Interferon-γ (IFN-γ) is a key cytokine in the immune defense against mycobacteria. IFN-γ activates macrophages to resist the growth of mycobacteria and induces expression of MHC class II molecules required for antigen presentation. Macrophages infected with mycobacteria or stimulated by the interaction of mycobacterial products with toll-like receptor 2 (TLR2) have reduced responses to IFN-γ. Previous research has shown that infection of mouse macrophages with Mycobacterium avium causes decreased expression of the IFN-γ receptor (IFNGR). In the present study, we show that TLR2 stimulation of RAW264.7 macrophages with a synthetic lipoprotein, Pam₃CSK₄, also causes rapid decrease in expression of IFNGR-1 protein, with little change in IFNGR-2 protein levels.
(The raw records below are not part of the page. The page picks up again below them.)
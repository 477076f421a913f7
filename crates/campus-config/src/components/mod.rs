//! Configuration sections

mod logging;
mod storage;

pub use logging::LoggingConfig;
pub use storage::StorageConfig;
//! Merging tags into a surviving target

use crate::audit::{AuditAction, NewAuditEntry};
use crate::error::{TagError, TagResult};
use crate::storage::{AssociationStore, TagTransaction};
use crate::types::{ResourceId, Tag, TagId, UserId};
use chrono::Utc;
use serde::{Deserialize, Serialize};
use serde_json::json;
use std::collections::BTreeSet;
use tracing::debug;

/// Counts reported by a merge
#[derive(Debug, Clone, Copy, Default, PartialEq, Eq, Serialize, Deserialize)]
pub struct MergeOutcome {
    /// Distinct resources that were linked to at least one source
    pub affected_resources: usize,
    /// Sources that were active and got deactivated
    pub deactivated_tags: usize,
}

/// Sources in first-seen order, without repeats or the target itself
pub(super) fn effective_sources(target_id: TagId, source_ids: &[TagId]) -> Vec<TagId> {
    let mut seen = BTreeSet::new();
    source_ids
        .iter()
        .copied()
        .filter(|id| *id != target_id && seen.insert(*id))
        .collect()
}

pub(super) fn merge_in(
    tx: &mut dyn TagTransaction,
    target_id: TagId,
    source_ids: &[TagId],
    actor: Option<UserId>,
) -> TagResult<MergeOutcome> {
    let mut target = tx
        .tags()
        .tag(target_id)?
        .ok_or_else(|| TagError::tag_not_found(target_id))?;

    if source_ids.is_empty() {
        debug!("Only the target was given; nothing to merge");
        return Ok(MergeOutcome::default());
    }

    let mut sources = Vec::with_capacity(source_ids.len());
    for id in source_ids {
        let source = tx.tags().tag(*id)?.ok_or_else(|| TagError::tag_not_found(*id))?;
        if source.context != target.context {
            return Err(TagError::invalid_argument(format!(
                "contexts differ: tag {} is in '{}' but target {} is in '{}'",
                source.id, source.context, target.id, target.context
            )));
        }
        sources.push(source);
    }

    let affected_resources = match tx.associations(&target.context) {
        Some(mut links) => reassign(links.as_mut(), target.id, &sources)?,
        None => 0,
    };

    let now = Utc::now();
    target.last_used_at = Some(now);
    target.updated_at = now;
    tx.tags().save_tag(&target)?;

    let mut deactivated_tags = 0;
    for mut source in sources {
        if !source.is_active {
            continue;
        }
        source.is_active = false;
        source.last_used_at.get_or_insert(now);
        source.updated_at = now;
        tx.tags().save_tag(&source)?;
        deactivated_tags += 1;
    }

    tx.audit().record(NewAuditEntry::for_tag(
        actor,
        AuditAction::TagMerged,
        &target,
        json!({
            "target_id": target.id,
            "source_ids": source_ids,
            "context": target.context,
            "affected_resources": affected_resources,
            "deactivated": deactivated_tags,
        }),
    ))?;

    Ok(MergeOutcome {
        affected_resources,
        deactivated_tags,
    })
}

/// Move every link of the sources onto the target; returns distinct resources
fn reassign(links: &mut dyn AssociationStore, target: TagId, sources: &[Tag]) -> TagResult<usize> {
    let mut affected: BTreeSet<ResourceId> = BTreeSet::new();

    for source in sources {
        for resource in links.resources_for_tag(source.id)? {
            links.attach(resource, target)?;
            links.detach(resource, source.id)?;
            affected.insert(resource);
        }
        // Out-of-context rows in a shared table must not outlive the source
        let stray = links.detach_tag(source.id)?;
        if stray > 0 {
            debug!(source = %source.id, stray, "Dropped links outside the merge context");
        }
    }

    Ok(affected.len())
}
The decrease in IFNGR-2 expression in TLR2-stimulated cells required receptor internalization and proteasomal degradation. The level of IFNGR-1 mRNA also decreased in TLR2-stimulated RAW264.7 cells and M. avium-infected cells. The decrease in IFNGR-1 mRNA was shown to be due to decreased transcription. In spite of the decrease in IFNGR-2 receptor expression, activation of Stat1 activation by an optimal dose of IFN-γ was identical between control and TLR2-stimulated RAW264.7 cells. However, at low suboptimal doses of IFN-γ, Stat1 activation was decreased in TLR2-stimulated cells.